### Saved data entries
"""
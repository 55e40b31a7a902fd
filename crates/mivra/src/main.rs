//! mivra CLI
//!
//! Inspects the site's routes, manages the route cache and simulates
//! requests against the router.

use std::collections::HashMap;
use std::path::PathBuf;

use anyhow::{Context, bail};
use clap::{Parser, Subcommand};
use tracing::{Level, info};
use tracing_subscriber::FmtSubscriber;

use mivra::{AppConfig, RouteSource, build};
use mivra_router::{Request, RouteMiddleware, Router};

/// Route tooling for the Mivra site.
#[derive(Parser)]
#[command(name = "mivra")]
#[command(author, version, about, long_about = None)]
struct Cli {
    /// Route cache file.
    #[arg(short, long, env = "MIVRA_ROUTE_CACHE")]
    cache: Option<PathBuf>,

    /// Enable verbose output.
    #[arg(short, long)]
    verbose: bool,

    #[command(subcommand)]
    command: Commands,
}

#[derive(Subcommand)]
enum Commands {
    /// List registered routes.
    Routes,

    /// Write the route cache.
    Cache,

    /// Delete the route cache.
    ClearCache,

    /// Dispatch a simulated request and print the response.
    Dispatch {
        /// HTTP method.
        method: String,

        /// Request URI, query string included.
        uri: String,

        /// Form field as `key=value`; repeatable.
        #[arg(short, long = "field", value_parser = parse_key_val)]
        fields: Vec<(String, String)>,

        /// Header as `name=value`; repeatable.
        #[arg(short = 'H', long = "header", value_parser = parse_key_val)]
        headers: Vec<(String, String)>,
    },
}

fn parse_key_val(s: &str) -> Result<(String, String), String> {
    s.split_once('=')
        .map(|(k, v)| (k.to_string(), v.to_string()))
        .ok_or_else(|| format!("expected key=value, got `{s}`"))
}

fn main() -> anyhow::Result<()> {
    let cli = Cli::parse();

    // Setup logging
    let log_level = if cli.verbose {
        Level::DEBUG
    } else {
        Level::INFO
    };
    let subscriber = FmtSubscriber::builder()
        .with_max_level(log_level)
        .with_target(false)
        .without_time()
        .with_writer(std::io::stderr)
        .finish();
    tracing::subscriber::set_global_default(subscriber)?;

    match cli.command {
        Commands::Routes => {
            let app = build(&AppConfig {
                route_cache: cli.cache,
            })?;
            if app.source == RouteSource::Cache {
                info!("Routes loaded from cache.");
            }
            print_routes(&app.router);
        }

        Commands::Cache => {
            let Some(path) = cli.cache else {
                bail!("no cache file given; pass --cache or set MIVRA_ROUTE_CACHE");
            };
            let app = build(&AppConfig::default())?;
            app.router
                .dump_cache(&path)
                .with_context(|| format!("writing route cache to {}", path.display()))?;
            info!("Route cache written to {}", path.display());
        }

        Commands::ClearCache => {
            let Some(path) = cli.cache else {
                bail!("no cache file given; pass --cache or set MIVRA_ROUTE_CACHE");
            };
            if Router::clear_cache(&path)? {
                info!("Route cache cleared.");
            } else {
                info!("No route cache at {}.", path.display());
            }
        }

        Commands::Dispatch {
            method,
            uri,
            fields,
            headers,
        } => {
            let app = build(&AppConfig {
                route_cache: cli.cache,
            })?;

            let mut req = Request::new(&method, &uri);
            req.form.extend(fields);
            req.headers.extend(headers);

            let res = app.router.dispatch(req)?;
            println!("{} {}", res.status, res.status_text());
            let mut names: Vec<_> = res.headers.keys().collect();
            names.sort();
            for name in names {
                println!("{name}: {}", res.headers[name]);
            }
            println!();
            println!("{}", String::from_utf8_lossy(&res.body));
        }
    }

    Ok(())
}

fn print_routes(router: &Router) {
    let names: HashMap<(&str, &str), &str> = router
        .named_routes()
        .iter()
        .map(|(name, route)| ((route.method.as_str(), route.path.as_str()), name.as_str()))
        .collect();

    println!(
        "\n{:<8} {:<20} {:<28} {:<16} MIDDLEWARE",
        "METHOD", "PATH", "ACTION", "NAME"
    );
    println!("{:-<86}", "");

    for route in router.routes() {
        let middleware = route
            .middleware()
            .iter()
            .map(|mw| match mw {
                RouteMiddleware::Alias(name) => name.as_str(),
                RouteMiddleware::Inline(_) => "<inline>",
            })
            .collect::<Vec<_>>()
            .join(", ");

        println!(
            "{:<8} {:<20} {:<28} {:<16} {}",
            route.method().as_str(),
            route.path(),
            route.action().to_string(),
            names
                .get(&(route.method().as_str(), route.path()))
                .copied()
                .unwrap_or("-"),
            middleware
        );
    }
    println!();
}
"""
### Exercise description
If a line in the entries above contains the word "extend", copy it.

### Written solution
            req.form.extend(fields);
            req.headers.extend(headers);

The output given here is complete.